Одновременно с этим письмом Павел отправил за Нелидовой придворные экипажи.
XV
Уединенная жизнь Нелидовой в Смольном. - Характер действий графа Палена. - Боязнь возврата влияния Нелидовой на Павла. - Ослепление Павла Петровича. - Действия враждебной ему партии. - Отношение к Павлу Марии Феодоровны и Нелидовой. - Скорбь их по кончине императора. - Борьба их с Паленом и его увольнение.
По возвращении в Петербург, Нелидова, в тиши своего уединения, следила за всеми перипетиями конца царствования Павла Петровича. Императрица Мария Феодоровна, посещая весьма часто Смольный институт, изливала пред Нелидовой свои горести и опасения; в те дни, когда императрица не могла быть в Смольном, она постоянно извещала ее о себе и о придворных событиях письменно. Из переписки этой видно, впрочем, что ни государыня, ни Нелидова, не представляли себе ясно характера и причин происходивших пред их глазами событий: они не понимали, что Павел Петрович уже был в сетях собственных своих врагов, которые управляли его гневом и милостью. Так, в письмах своих к Нелидовой, Мария Феодоровна восхваляла гр. Н. П. Панина и гр. Палена, не подозревая даже того, что в целях Палена, не стеснявшего в средствах, было исподволь, но постоянно возбуждать общественное мнение против государя и выставлять его действия в смешном виде; недаром один из исследователей этой темной эпохи, нравственно возмущенный предательски-иезуитским образом действий Палена, назвал его душой "мрачной, непроницаемой, как глубина ада". При таких обстоятельствах даже новое сближение Павла с Нелидовой едва-ли могло отозваться благоприятным образом на исходе его царствования, так как направление дел в это печальное время главным образом определялось придворными интригами, сокровенный смысл и цели которых даже для большинства участников сделались понятны гораздо позже. Как бы то ни было, но постарались устранить даже возможность такого сближения.

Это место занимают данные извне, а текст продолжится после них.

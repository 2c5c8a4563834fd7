//! Price-history persistence with a canonicalizing reader
//!
//! The history file shape changed over the project's life. Instead of
//! scattering special cases through consumers, reading goes through an
//! ordered list of shape-detection rules: each either produces the canonical
//! ledger or declines, and the first match wins. A present but unrecognized
//! file is a hard error - overwriting it would destroy history.

use std::collections::BTreeMap;
use std::fs;
use std::path::Path;

use chrono::{DateTime, Utc};
use serde::{Deserialize, Serialize};
use serde_json::Value;
use tracing::{debug, info, warn};

use crate::domain::history::{HistoryEntry, PriceHistory};
use crate::domain::pricing::parse_amount;
use crate::shared::errors::AppError;

/// Canonical on-disk shape
#[derive(Debug, Serialize, Deserialize)]
struct HistoryFile {
    updated_at: DateTime<Utc>,
    products: BTreeMap<String, Vec<HistoryEntry>>,
}

/// Entry shape written by early revisions: a single timestamp, `site` for
/// the store label, and the price occasionally kept as the scraped string
#[derive(Debug, Deserialize)]
struct LegacyEntry {
    price: Value,
    #[serde(alias = "site")]
    store: String,
    #[serde(default)]
    url: String,
    #[serde(alias = "date")]
    seen_at: DateTime<Utc>,
}

type ShapeRule = fn(&Value) -> Option<PriceHistory>;

/// Shape-detection rules, newest layout first
const SHAPE_RULES: &[(&str, ShapeRule)] = &[
    ("canonical", read_canonical),
    ("bare-map", read_bare_map),
    ("legacy", read_legacy),
];

/// Load the ledger. An absent or empty file initializes an empty ledger;
/// that is the normal first-run case, not an error.
pub fn load_history(path: &Path) -> Result<PriceHistory, AppError> {
    if !path.exists() {
        info!("no history file at {}; starting empty", path.display());
        return Ok(PriceHistory::new());
    }
    let raw = fs::read_to_string(path)
        .map_err(|e| AppError::StorageError(format!("read {}: {}", path.display(), e)))?;
    if raw.trim().is_empty() {
        return Ok(PriceHistory::new());
    }
    let value: Value = serde_json::from_str(&raw)
        .map_err(|e| AppError::StorageError(format!("parse {}: {}", path.display(), e)))?;

    for (name, rule) in SHAPE_RULES {
        if let Some(history) = rule(&value) {
            debug!("history file matched the {} shape", name);
            return Ok(history);
        }
    }
    Err(AppError::StorageError(format!(
        "unrecognized history shape in {}",
        path.display()
    )))
}

/// Persist the ledger in the canonical shape, atomically replacing the
/// previous file.
pub fn save_history(
    path: &Path,
    history: &PriceHistory,
    now: DateTime<Utc>,
) -> Result<(), AppError> {
    let file = HistoryFile {
        updated_at: now,
        products: history.products().clone(),
    };
    super::write_json_atomic(path, &file)
}

fn read_canonical(value: &Value) -> Option<PriceHistory> {
    let file: HistoryFile = serde_json::from_value(value.clone()).ok()?;
    Some(PriceHistory::from_parts(
        file.products,
        Some(file.updated_at),
    ))
}

// Early layout without the wrapper object: product id straight to entries.
fn read_bare_map(value: &Value) -> Option<PriceHistory> {
    let products: BTreeMap<String, Vec<HistoryEntry>> =
        serde_json::from_value(value.clone()).ok()?;
    Some(PriceHistory::from_parts(products, None))
}

fn read_legacy(value: &Value) -> Option<PriceHistory> {
    let (products_value, updated_at) = match value.get("products") {
        Some(products) if products.is_object() => (
            products,
            value
                .get("updated_at")
                .and_then(|v| serde_json::from_value::<DateTime<Utc>>(v.clone()).ok()),
        ),
        _ => (value, None),
    };

    let map = products_value.as_object()?;
    let mut products = BTreeMap::new();
    for (id, entries_value) in map {
        let legacy: Vec<LegacyEntry> =
            serde_json::from_value(entries_value.clone()).ok()?;
        let mut entries = Vec::with_capacity(legacy.len());
        for entry in legacy {
            let price = match legacy_price(&entry.price) {
                Ok(price) => price,
                Err(err) => {
                    warn!("legacy history entry for {} rejected: {}", id, err);
                    return None;
                }
            };
            entries.push(HistoryEntry {
                price,
                store: entry.store,
                url: entry.url,
                first_seen_at: entry.seen_at,
                last_seen_at: entry.seen_at,
            });
        }
        products.insert(id.clone(), entries);
    }
    Some(PriceHistory::from_parts(products, updated_at))
}

fn legacy_price(value: &Value) -> Result<f64, AppError> {
    match value {
        Value::Number(n) => n
            .as_f64()
            .filter(|p| p.is_finite() && *p > 0.0)
            .ok_or_else(|| AppError::StorageError(format!("invalid price {n}"))),
        // Scraped strings went to disk unparsed in the earliest revisions
        Value::String(s) => parse_amount(s)
            .map_err(|e| AppError::StorageError(e.to_string()))
            .and_then(|p| {
                (p > 0.0)
                    .then_some(p)
                    .ok_or_else(|| AppError::StorageError(format!("non-positive price {s:?}")))
            }),
        other => Err(AppError::StorageError(format!(
            "unsupported price value {other}"
        ))),
    }
}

"Возвращение Нелидовой, - рассказывает Гейкинг, - сильно обеспокоило придворных интриганов: они стали бояться легко предвидимых последствий этого свидания. Пущены были в ход все подпольные интриги, чтобы удержать монарха от посещения своего старого друга. Его прогулки стали уже направляться в сторону Смольного; но Кутайсов, сопровождавший его повсюду по обязанности новой своей должности - обер-шталмейстера, сумел встревожить самолюбие Павла и этим удержать его от первого шага к этому сближению. Императрица, с другой стороны, узнав, что Павел колеблется и, по-видимому, желает опять увидеться с Нелидовой, старалась придать этому примирению торжественный оттенок. Она устроила у себя блестящий вечер, и государь обещал явиться на ее приглашение. Клика интриганов сочла себя погибшею; но княгиня Лопухина, - бывшая в это время уже замужем за князем Гагариным, - и Кутайсов напрягли все свои усилия для внушения Павлу, что он снова бросается в сети тех, от которых успел избавиться. После долгих колебаний, Павел переменил свое намерение и в 7 часов вечера назначенного дня послал сказать императрице, что он не прибудет на ее собрание. Он пошел еще дальше: торжественно обещал Лопухиной никогда не посещать Смольного, пока там будет проживать г-жа Нелидова". После этого Нелидовой оставалось только окончательно запереться у себя в Смольном. "Я поставила себе за правило, - писала она жене Гейкинга, - не видеться ни с кем, кроне моих институтских приятельниц, и от этой неизменной решимости ни за что не отступлю"… "И действительно, - прибавляет Гейкинг, - она ни разу не была в городе и постоянно жила в глубочайшем уединении". Единственным ее развлечением была постоянная переписка с Куракиным и Нелединским-Мелецким.